In both cases, Aetna agreed to pay for the procedures. In J.L.’s case, Aetna approved the breast reconstruction procedure and agreed to pay “a reasonable amount for those services according to the terms of the Plan.” In D.W.’s case, contemporaneous notes record that Aetna agreed to approve the facial surgery and “to provide payment at the ‘highest in-network level.’”

The Plastic Surgery Center performed the required procedures, but Aetna paid only a fraction of its bills. The Plastic Surgery Center filed a lawsuit claiming (1) breach of contract, (2) unjust enrichment, and (3) promissory estoppel.

The district court, in deciding Aetna’s motion to dismiss, held that section 514(a) of the Employee Retirement Income Security Act of 1974 (“ERISA”), 29 U.S.C. § 1001, et seq., which pre-empts state laws that “relate to” ERISA plans, pre-empted all of the Plastic Surgery Center’s claims. Judge Wolfson dismissed the suit in favor of Aetna, and the Plastic Surgery Center appealed.

On appeal, Aetna conceded that a “single stand-alone agreement” between an insurer and out-of-network healthcare practice would not “relate to” an ERISA plan, and therefore would not fall within the ERISA pre-emption language contained in section 514(a). However, Aetna argued that both D.W’s and J.L.’s payment arrangements in this case made reference to the payment terms contained in the Aetna plans, and therefore “relate to” an ERISA plan. Plastic Surgery Center, represented by Maggs McDermott & DiCicco, LLC, argued that that the terms of the plan were not essential to the claims against Aetna, and the Third Circuit agreed.

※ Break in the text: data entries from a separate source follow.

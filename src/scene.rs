use eframe::egui::Pos2;
use tracing::debug;

use crate::config::EngineConfig;
use crate::graph::Graph;
use crate::highlight::HighlightMachine;
use crate::layout::{NodePositions, radial_layout};
use crate::particles::{Particle, ParticleGenerator};
use crate::theme::ThemePreset;

// Unmounting discards the live particles, the spawn cadence and any
// highlight; ticks and pointer events while unmounted do nothing.
pub struct Scene {
    graph: Graph,
    positions: NodePositions,
    highlight: HighlightMachine,
    particles: ParticleGenerator,
    mounted: bool,
}

impl Scene {
    pub fn new(graph: Graph, config: &EngineConfig) -> Self {
        let positions = radial_layout(
            &graph,
            config.canvas.width,
            config.canvas.height,
            &config.layout,
        );

        Self {
            graph,
            positions,
            highlight: HighlightMachine::new(),
            particles: ParticleGenerator::new(config.particle_seed),
            mounted: false,
        }
    }

    pub fn graph(&self) -> &Graph {
        &self.graph
    }

    pub fn positions(&self) -> &NodePositions {
        &self.positions
    }

    pub fn position(&self, id: &str) -> Option<Pos2> {
        self.positions.get(id).copied()
    }

    pub fn highlight(&self) -> &HighlightMachine {
        &self.highlight
    }

    pub fn particles(&self) -> &[Particle] {
        self.particles.particles()
    }

    pub fn is_mounted(&self) -> bool {
        self.mounted
    }

    pub fn mount(&mut self) {
        if !self.mounted {
            debug!(nodes = self.graph.len(), "scene mounted");
            self.mounted = true;
        }
    }

    pub fn unmount(&mut self) {
        if self.mounted {
            debug!("scene unmounted");
        }
        self.mounted = false;
        self.particles.clear();
        self.highlight.reset();
    }

    pub fn tick(&mut self, theme: Option<&ThemePreset>, now: f64) -> &[Particle] {
        if !self.mounted {
            return self.particles.particles();
        }

        match theme {
            Some(theme) => self
                .particles
                .tick(Some(&theme.particles), &theme.colors, now),
            None => self
                .particles
                .tick(None, &ThemePreset::fallback().colors, now),
        }
    }

    pub fn pointer_enter(&mut self, id: &str) {
        if self.mounted && self.graph.contains(id) {
            self.highlight.pointer_enter(id);
        }
    }

    pub fn pointer_leave(&mut self, id: &str) {
        if self.mounted {
            self.highlight.pointer_leave(id);
        }
    }

    /// Toggles the pin on `id` and reports the clicked node's category for
    /// navigation. Unknown ids are ignored.
    pub fn click(&mut self, id: &str) -> Option<&str> {
        if !self.mounted || !self.graph.contains(id) {
            return None;
        }
        self.highlight.click(id);
        self.graph.category_of(id)
    }

    pub fn is_connection_active(&self, source: &str, target: &str) -> bool {
        self.highlight
            .is_connection_active(&self.graph, source, target)
    }
}

#[cfg(test)]
mod tests {
    use super::*;
    use crate::graph::{NodeDeclaration, build};
    use crate::highlight::HighlightState;
    use crate::theme::ThemeRegistry;

    fn scene() -> Scene {
        let graph = build(&[
            NodeDeclaration::new("Python", "language", 98.0, &["PyTorch"]),
            NodeDeclaration::new("PyTorch", "ml", 95.0, &[]),
        ])
        .graph;
        let config = EngineConfig {
            particle_seed: Some(9),
            ..EngineConfig::default()
        };
        Scene::new(graph, &config)
    }

    #[test]
    fn layout_is_computed_on_construction() {
        let scene = scene();
        assert_eq!(scene.positions().len(), 2);
        assert!(scene.position("Python").is_some());
    }

    #[test]
    fn unmounted_scene_spawns_nothing() {
        let registry = ThemeRegistry::builtin();
        let mut scene = scene();
        assert!(scene.tick(registry.get("cnn"), 0.0).is_empty());

        scene.mount();
        assert!(!scene.tick(registry.get("cnn"), 0.0).is_empty());
    }

    #[test]
    fn unmount_discards_particles_and_highlight() {
        let registry = ThemeRegistry::builtin();
        let mut scene = scene();
        scene.mount();
        scene.tick(registry.get("gan"), 0.0);
        scene.click("Python");

        scene.unmount();
        assert!(scene.particles().is_empty());
        assert_eq!(scene.highlight().state(), &HighlightState::Idle);
        assert!(scene.tick(registry.get("gan"), 5.0).is_empty());
    }

    #[test]
    fn click_reports_category_and_pins() {
        let mut scene = scene();
        scene.mount();

        assert_eq!(scene.click("PyTorch"), Some("ml"));
        assert_eq!(
            scene.highlight().state(),
            &HighlightState::Pinned("PyTorch".to_owned())
        );
        assert_eq!(scene.click("Rust"), None);
    }

    #[test]
    fn missing_theme_still_spawns_fallback_particles() {
        let mut scene = scene();
        scene.mount();
        let domains = ThemeRegistry::builtin().default_preset().colors.domains();

        let live = scene.tick(None, 0.0);
        assert!(!live.is_empty());
        assert!(live.iter().all(|particle| domains.contains(&particle.color)));
    }

    #[test]
    fn connection_activity_follows_declared_direction() {
        let mut scene = scene();
        scene.mount();

        scene.pointer_enter("Python");
        assert!(scene.is_connection_active("Python", "PyTorch"));
        scene.pointer_leave("Python");
        scene.pointer_enter("PyTorch");
        assert!(!scene.is_connection_active("Python", "PyTorch"));
    }
}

The panel reasoned that state law claims were not related or connected to the patients’ ERISA benefit plans because the Plastic Surgery Center did not participate in Aetna’s provider network. “Thus, absent a separate agreement between Aetna and the Center, there was no obligation for the center to provide services to the plan participants, no obligation for Aetna to pay the Center for its services, and no agreement that compensation would be limited to benefits covered under the plan.” Therefore, Aetna’s promise to cover the out-of-network procedures fell outside the bounds of the ERISA-covered plan, and was not pre-empted by ERISA.

However, the panel reached the opposite conclusion with respect to the unjust enrichment claim. Whereas a straightforward breach of contract claim or promissory estoppel claim would not require reference to an ERISA plan, the Plastic Surgery Center’s unjust enrichment claim required the Center “to demonstrate that Aetna ‘received a benefit and that retention of that benefit without payment would be unjust.’” The Third Circuit determined that the “benefit” conferred on Aetna was “not the provision of the healthcare services per se, but rather the discharge of the obligation the [Aetna] owes to its insured.” Thus, the unjust enrichment claim could only be satisfied by reference to an ERISA plan and this claim was pre-empted.

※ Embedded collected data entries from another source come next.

pub use self::{
    aggregator::aggregate,
    paginator::{Completion, Pagination, Paginator, Progress},
    summary_service::SummaryService,
};

pub mod aggregator;
pub mod paginator;
pub mod summary_service;
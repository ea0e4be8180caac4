use std::time::Duration;

use async_trait::async_trait;
use chrono::{DateTime, Utc};

/// Source of the current instant, used for nonces and window evaluation.
pub trait Clock: Send + Sync + std::fmt::Debug {
    fn now(&self) -> DateTime<Utc>;
}

#[derive(Debug, Clone, Copy, Default)]
pub struct SystemClock;

impl Clock for SystemClock {
    fn now(&self) -> DateTime<Utc> {
        Utc::now()
    }
}

/// Pacing delay between upstream calls.
#[async_trait]
pub trait Sleeper: Send + Sync + std::fmt::Debug {
    async fn sleep(&self, duration: Duration);
}

#[derive(Debug, Clone, Copy, Default)]
pub struct TokioSleeper;

#[async_trait]
impl Sleeper for TokioSleeper {
    async fn sleep(&self, duration: Duration) {
        tokio::time::sleep(duration).await;
    }
}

Based on this reasoning, the Third Circuit affirmed the dismissal of the Plastic Surgery Center’s unjust enrichment claim, but reversed the dismissal with respect to the Center’s breach of contract and promissory estoppel.

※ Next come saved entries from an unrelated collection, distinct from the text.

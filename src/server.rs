use actix_cors::Cors;
use actix_web::{dev::Server, http::header, middleware, web, App, HttpServer};

use crate::{
    configuration::{AppState, State},
    controller::{rollover_summary, version},
    error::Error,
};

pub async fn server_task(app_state: &AppState<State>) -> Result<(), Error> {
    let app = app_state.clone();
    tokio::spawn(async move {
        let server = init_server(app)?;
        server.await?;
        Ok(())
    })
    .await?
}

/// Request bodies over `limit` or with broken JSON are rejected as input
/// errors.
pub fn json_config(limit: usize) -> web::JsonConfig {
    web::JsonConfig::default().limit(limit).error_handler(|err, _| {
        Error::InvalidInput(format!("Invalid request body: {}", err)).into()
    })
}

fn init_server(app_state: AppState<State>) -> Result<Server, Error> {
    let host = app_state.config.server_host.to_owned();
    let port = app_state.config.port;

    tracing::info!("Listening on {}:{}", host, port);

    let server = HttpServer::new(move || {
        let app = app_state.clone();
        let json_limit = app_state.config.json_limit;
        let allowed_cors = String::from("*");
        let cors_access_all =
            app.config.allowed_origins.contains(&allowed_cors);
        let cors = Cors::default()
            .allowed_origin_fn(move |origin, _| {
                if cors_access_all {
                    return true;
                }
                let allowed = &app.config.allowed_origins;
                if let Ok(origin) = origin.to_str() {
                    return allowed.contains(&origin.to_owned());
                }
                false
            })
            .allowed_methods(vec!["GET", "POST"])
            .allowed_headers(vec![header::ACCEPT])
            .allowed_header(header::CONTENT_TYPE);

        App::new()
            .wrap(cors)
            .wrap(middleware::Compress::default())
            .app_data(web::Data::new(app_state.clone()))
            .app_data(json_config(json_limit))
            .service(
                web::scope("/api")
                    .service(rollover_summary::index)
                    .service(version::index),
            )
    })
    .bind((host, port))?
    .disable_signals()
    .run();
    Ok(server)
}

This important decision is a win for out-of-network healthcare providers seeking to hold insurers accountable for paying for agreed-upon out-of-network treatment. It confirms that ERISA does not pre-empt all common law claims a provider may have against an insurer for breaching a payment agreement, and provides a level of comfort that providers will be able to enforce contracts with insurers for the provision of out-of-network medical services. It also shows that the courts will not allow an anti-assignment clause to become a license to underpay medical professionals.

The decision provides the beginnings of a roadmap for successful breach of contract and promissory estoppel claims against insurers who breach their agreements to pay for out-of-network medical procedures. Physicians who regularly provide out-of-network services should carefully document all approvals from insurance companies, and consider preparing standard form contracts to be used in negotiations with insurers that set forth the services to be provided alongside dollar amounts.

[1] The opinion was issued by Circuit Judges Cheryl Ann Krause, Paul B. Matey, and Eastern District of Pennsylvania Judge Nitza I. Quiñones Alejandro (sitting by designation).